Work instructions. Pull out every line in the data that has the string "template" in it.

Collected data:
/---
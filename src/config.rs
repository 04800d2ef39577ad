//! Configuration management for the application.
//!
//! This module handles loading, validating, and saving application configuration
//! in TOML format with platform-specific directory resolution.

use anyhow::{Context, Result};
use serde::{Deserialize, Serialize};
use std::fs;
use std::path::{Path, PathBuf};

/// HTTP server settings used by `themewright-web`.
#[derive(Debug, Clone, PartialEq, Eq, Serialize, Deserialize)]
pub struct ServerConfig {
    /// Bind address
    pub host: String,
    /// Bind port
    pub port: u16,
}

impl Default for ServerConfig {
    fn default() -> Self {
        Self {
            host: "127.0.0.1".to_string(),
            port: 3001,
        }
    }
}

/// Theme generation settings.
#[derive(Debug, Clone, PartialEq, Eq, Serialize, Deserialize)]
pub struct GeneratorConfig {
    /// Max width of `.container` in pixels
    pub container_width: u32,
    /// Text domain written to the theme header; derived from the template
    /// name when unset
    #[serde(default, skip_serializing_if = "Option::is_none")]
    pub text_domain: Option<String>,
}

impl Default for GeneratorConfig {
    fn default() -> Self {
        Self {
            container_width: 1200,
            text_domain: None,
        }
    }
}

/// Export settings.
#[derive(Debug, Clone, PartialEq, Eq, Serialize, Deserialize)]
pub struct ExportConfig {
    /// Add `manifest.json` (the template document) to exported archives
    pub include_manifest: bool,
}

impl Default for ExportConfig {
    fn default() -> Self {
        Self {
            include_manifest: true,
        }
    }
}

/// Application configuration.
#[derive(Debug, Clone, PartialEq, Eq, Default, Serialize, Deserialize)]
pub struct Config {
    /// Server settings
    #[serde(default)]
    pub server: ServerConfig,
    /// Generator settings
    #[serde(default)]
    pub generator: GeneratorConfig,
    /// Export settings
    #[serde(default)]
    pub export: ExportConfig,
}

impl Config {
    /// Creates a new Config with default values.
    #[must_use]
    pub fn new() -> Self {
        Self::default()
    }

    /// Gets the platform-specific config directory path.
    ///
    /// - Linux: `~/.config/Themewright/`
    /// - macOS: `~/Library/Application Support/Themewright/`
    /// - Windows: `%APPDATA%\Themewright\`
    pub fn config_dir() -> Result<PathBuf> {
        let config_dir = dirs::config_dir()
            .context("Failed to determine config directory")?
            .join("Themewright");

        Ok(config_dir)
    }

    /// Gets the full path to the config file.
    pub fn config_file_path() -> Result<PathBuf> {
        Ok(Self::config_dir()?.join("config.toml"))
    }

    /// Loads configuration from the platform config file.
    ///
    /// If the file doesn't exist, returns default configuration.
    pub fn load() -> Result<Self> {
        Self::load_from(&Self::config_file_path()?)
    }

    /// Loads configuration from an explicit path, with defaults when absent.
    pub fn load_from(config_path: &Path) -> Result<Self> {
        if !config_path.exists() {
            return Ok(Self::new());
        }

        let content = fs::read_to_string(config_path).context(format!(
            "Failed to read config file: {}",
            config_path.display()
        ))?;

        let config: Self = toml::from_str(&content).context(format!(
            "Failed to parse config file: {}",
            config_path.display()
        ))?;

        config.validate()?;
        Ok(config)
    }

    /// Saves configuration to the platform config file.
    pub fn save(&self) -> Result<()> {
        self.save_to(&Self::config_file_path()?)
    }

    /// Saves configuration to an explicit path using atomic write.
    ///
    /// Uses temp file + rename pattern for atomic writes.
    pub fn save_to(&self, config_path: &Path) -> Result<()> {
        self.validate()?;

        if let Some(config_dir) = config_path.parent() {
            fs::create_dir_all(config_dir).context(format!(
                "Failed to create config directory: {}",
                config_dir.display()
            ))?;
        }

        let content = toml::to_string_pretty(self).context("Failed to serialize configuration")?;
        let temp_path = config_path.with_extension("toml.tmp");

        fs::write(&temp_path, content).context(format!(
            "Failed to write temp config file: {}",
            temp_path.display()
        ))?;

        fs::rename(&temp_path, config_path).context(format!(
            "Failed to rename temp config file to: {}",
            config_path.display()
        ))?;

        Ok(())
    }

    /// Validates configuration values.
    ///
    /// Checks:
    /// - `server.host` is not blank
    /// - `generator.container_width` is between 320 and 3840 pixels
    /// - `generator.text_domain`, when set, is lowercase alphanumeric/hyphen
    pub fn validate(&self) -> Result<()> {
        if self.server.host.trim().is_empty() {
            anyhow::bail!("server.host must not be empty");
        }

        if !(320..=3840).contains(&self.generator.container_width) {
            anyhow::bail!(
                "generator.container_width must be between 320 and 3840, got {}",
                self.generator.container_width
            );
        }

        if let Some(domain) = &self.generator.text_domain {
            let valid = !domain.is_empty()
                && domain
                    .chars()
                    .all(|c| c.is_ascii_lowercase() || c.is_ascii_digit() || c == '-');
            if !valid {
                anyhow::bail!(
                    "generator.text_domain must be lowercase letters, digits and hyphens, got '{domain}'"
                );
            }
        }

        Ok(())
    }
}

#[cfg(test)]
mod tests {
    use super::*;
    use tempfile::TempDir;

    #[test]
    fn test_config_new() {
        let config = Config::new();
        assert_eq!(config.server.port, 3001);
        assert_eq!(config.generator.container_width, 1200);
        assert!(config.generator.text_domain.is_none());
        assert!(config.export.include_manifest);
        assert!(config.validate().is_ok());
    }

    #[test]
    fn test_config_validate() {
        let mut config = Config::new();
        config.generator.container_width = 100;
        assert!(config.validate().is_err());

        let mut config = Config::new();
        config.generator.text_domain = Some("My Theme".to_string());
        assert!(config.validate().is_err());

        config.generator.text_domain = Some("my-theme".to_string());
        assert!(config.validate().is_ok());

        config.server.host = "  ".to_string();
        assert!(config.validate().is_err());
    }

    #[test]
    fn test_load_missing_file_returns_defaults() {
        let temp_dir = TempDir::new().unwrap();
        let config = Config::load_from(&temp_dir.path().join("config.toml")).unwrap();
        assert_eq!(config, Config::new());
    }

    #[test]
    fn test_save_and_load_round_trip() {
        let temp_dir = TempDir::new().unwrap();
        let path = temp_dir.path().join("nested").join("config.toml");

        let mut config = Config::new();
        config.server.port = 8080;
        config.generator.container_width = 1440;
        config.generator.text_domain = Some("acme".to_string());
        config.export.include_manifest = false;
        config.save_to(&path).unwrap();

        assert!(path.exists());
        assert!(!path.with_extension("toml.tmp").exists());
        assert_eq!(Config::load_from(&path).unwrap(), config);
    }

    #[test]
    fn test_partial_file_fills_defaults() {
        let temp_dir = TempDir::new().unwrap();
        let path = temp_dir.path().join("config.toml");
        fs::write(&path, "[server]\nhost = \"0.0.0.0\"\nport = 9000\n").unwrap();

        let config = Config::load_from(&path).unwrap();
        assert_eq!(config.server.host, "0.0.0.0");
        assert_eq!(config.generator, GeneratorConfig::default());
    }

    #[test]
    fn test_invalid_file_is_rejected() {
        let temp_dir = TempDir::new().unwrap();
        let path = temp_dir.path().join("config.toml");
        fs::write(&path, "[generator]\ncontainer_width = 10\n").unwrap();
        assert!(Config::load_from(&path).is_err());

        fs::write(&path, "not toml at all [").unwrap();
        assert!(Config::load_from(&path).is_err());
    }
}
\---
Output.
    /// Text domain written to the theme header; derived from the template
    /// Add `manifest.json` (the template document) to exported archives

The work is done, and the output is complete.